Abstract

The Strites Pond Formation is part of the Philipsburg Group in the southern Quebec Appalachians. In this region, the Philipsburg Group forms the Philipsburg slice, the westernmost Taconian nappe. The Strites Pond Formation conformably overlies oolitic packstone and grainstone of the undated Rock River Formation, and is unconformably overlain by bioclastic lime packstone and wackestone, and shale of the late Tremadocian Wallace Creek Formation. The Strites Pond Formation consists of a lower member (69 m thick) dominated by coarse-crystalline dolostone, and an upper limestone-dominated member (154 m thick). Conodonts from the Strites Pond Formation indicate a Late Cambrian age, and we correlate the formation with the Cairnside Formation of the St. Lawrence Platform of southwestern Quebec. Sedimentologic attributes and lithostratigraphic framework of the Strites Pond Formation indicate a prograding lagoonal setting located between high-energy inner-shelf to littoral siliciclastics (Cairnside Formation) and platform-margin ooid shoals (Rock River Formation). The lower member of the Strites Pond Formation accumulated in a low-energy depositional environment situated along the leeward side of the ooid shoals whereas the upper member developed in a more protected lagoon. Stacking pattern of the lithofacies defines recurring metre scale, shallowing-upward parasequences. High frequency sea level fluctuations led to repeated subaerial exposure as documented by karstic cavities filled with coarse-grained sandstones and collapse breccias. These subaerial exposures were frequent during the later stage of basin fill. Stratigraphic analysis identifies formation progradation associated with third-order eustatic sea level fall, with superimposed higher order (fourth- and fifth-order) sea level fluctuations. This style is typical for Late Cambrian cyclic sedimentation in other parts of the Laurentian margin.

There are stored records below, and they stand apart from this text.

use super::*;
use serial_test::serial;
use std::time::Duration;

fn clear_env() {
    for name in [
        "JOLV_CAPACITY",
        "JOLV_PAGE_SIZE",
        "JOLV_REST_DEBOUNCE_MS",
        "JOLV_LOG_FILE",
    ] {
        std::env::remove_var(name);
    }
}

#[test]
fn defaults_are_sane() {
    let config = ViewerConfig::default();
    assert_eq!(config.capacity, 500);
    assert_eq!(config.page_size, 50);
    assert_eq!(config.rest_debounce, Duration::from_millis(250));
    assert!(config.log_file_path.ends_with("jolv/jolv.log"));
}

#[test]
fn resolve_with_no_file_yields_defaults() {
    assert_eq!(resolve(None), ViewerConfig::default());
}

#[test]
fn file_values_beat_defaults() {
    let file = ConfigFile {
        capacity: Some(200),
        rest_debounce_ms: Some(100),
        ..ConfigFile::default()
    };

    let config = resolve(Some(file));
    assert_eq!(config.capacity, 200);
    assert_eq!(config.rest_debounce, Duration::from_millis(100));
    // Untouched fields keep defaults.
    assert_eq!(config.page_size, 50);
}

#[test]
fn explicit_missing_file_is_an_error() {
    let missing = std::env::temp_dir().join("jolv_no_such_config_9482.toml");
    let err = load_config(Some(missing.clone())).unwrap_err();
    assert!(matches!(err, ConfigError::ReadError { path, .. } if path == missing));
}

#[test]
fn invalid_toml_is_a_parse_error() {
    let path = std::env::temp_dir().join("jolv_bad_config_9482.toml");
    std::fs::write(&path, "capacity = [not valid").unwrap();

    let result = load_config(Some(path.clone()));
    let _ = std::fs::remove_file(&path);

    assert!(matches!(result, Err(ConfigError::ParseError { .. })));
}

#[test]
fn unknown_keys_are_rejected() {
    let path = std::env::temp_dir().join("jolv_unknown_key_9482.toml");
    std::fs::write(&path, "not_a_real_key = 1").unwrap();

    let result = load_config(Some(path.clone()));
    let _ = std::fs::remove_file(&path);

    assert!(matches!(result, Err(ConfigError::ParseError { .. })));
}

#[test]
fn valid_file_parses() {
    let path = std::env::temp_dir().join("jolv_good_config_9482.toml");
    std::fs::write(&path, "capacity = 1000\npage_size = 25\n").unwrap();

    let loaded = load_config(Some(path.clone())).unwrap().unwrap();
    let _ = std::fs::remove_file(&path);

    assert_eq!(loaded.capacity, Some(1000));
    assert_eq!(loaded.page_size, Some(25));
    assert_eq!(loaded.rest_debounce_ms, None);
}

#[test]
#[serial(jolv_env)]
fn env_overrides_beat_file_values() {
    clear_env();
    std::env::set_var("JOLV_CAPACITY", "64");

    let file = ConfigFile {
        capacity: Some(200),
        ..ConfigFile::default()
    };
    let config = apply_env_overrides(resolve(Some(file)));

    clear_env();
    assert_eq!(config.capacity, 64);
}

#[test]
#[serial(jolv_env)]
fn unparseable_env_value_is_ignored() {
    clear_env();
    std::env::set_var("JOLV_CAPACITY", "lots");

    let config = apply_env_overrides(ViewerConfig::default());

    clear_env();
    assert_eq!(config.capacity, 500);
}

#[test]
#[serial(jolv_env)]
fn log_file_env_override_applies() {
    clear_env();
    std::env::set_var("JOLV_LOG_FILE", "/tmp/jolv-test.log");

    let config = apply_env_overrides(ViewerConfig::default());

    clear_env();
    assert_eq!(config.log_file_path, PathBuf::from("/tmp/jolv-test.log"));
}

The Strites Pond–Wallace Creek unconformity marks the maximum third-order sea level fall, and coeval hiatuses are recognized in shallow-marine strata in other basins of eastern North America. The late Tremadocian Wallace Creek Formation was deposited during a significant Early Ordovician sea level rise after the latest Cambrian sea level lowstand. Ubiquitous debris flow carbonate conglomerates and thick quartz arenites at the Cambrian–Ordovician boundary punctuate stratigraphy of the continental slope. These coarse-grained units are interpreted as the slope expression of the regional Cambrian–Ordovician unconformity.